* ACTIVITY *
Check every line of the data for the word "BuiltinError", and copy those that have it.

* SUPPLIED INFORMATION *
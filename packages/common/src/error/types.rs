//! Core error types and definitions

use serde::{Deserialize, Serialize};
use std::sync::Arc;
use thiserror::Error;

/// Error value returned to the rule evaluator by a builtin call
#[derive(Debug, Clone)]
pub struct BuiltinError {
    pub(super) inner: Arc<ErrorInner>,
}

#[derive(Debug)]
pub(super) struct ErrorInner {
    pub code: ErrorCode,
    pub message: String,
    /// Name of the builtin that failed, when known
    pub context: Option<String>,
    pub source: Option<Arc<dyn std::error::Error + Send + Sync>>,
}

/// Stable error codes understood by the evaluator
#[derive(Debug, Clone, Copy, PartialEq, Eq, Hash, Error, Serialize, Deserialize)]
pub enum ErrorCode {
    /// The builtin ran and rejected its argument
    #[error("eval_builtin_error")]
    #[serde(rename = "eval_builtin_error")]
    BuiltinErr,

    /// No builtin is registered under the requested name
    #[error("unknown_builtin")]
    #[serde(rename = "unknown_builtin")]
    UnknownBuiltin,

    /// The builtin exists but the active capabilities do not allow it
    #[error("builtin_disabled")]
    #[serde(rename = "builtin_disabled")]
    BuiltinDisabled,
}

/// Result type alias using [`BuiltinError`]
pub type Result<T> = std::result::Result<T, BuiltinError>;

* EXERCISE ANSWER *
pub struct BuiltinError {
/// Result type alias using [`BuiltinError`]
pub type Result<T> = std::result::Result<T, BuiltinError>;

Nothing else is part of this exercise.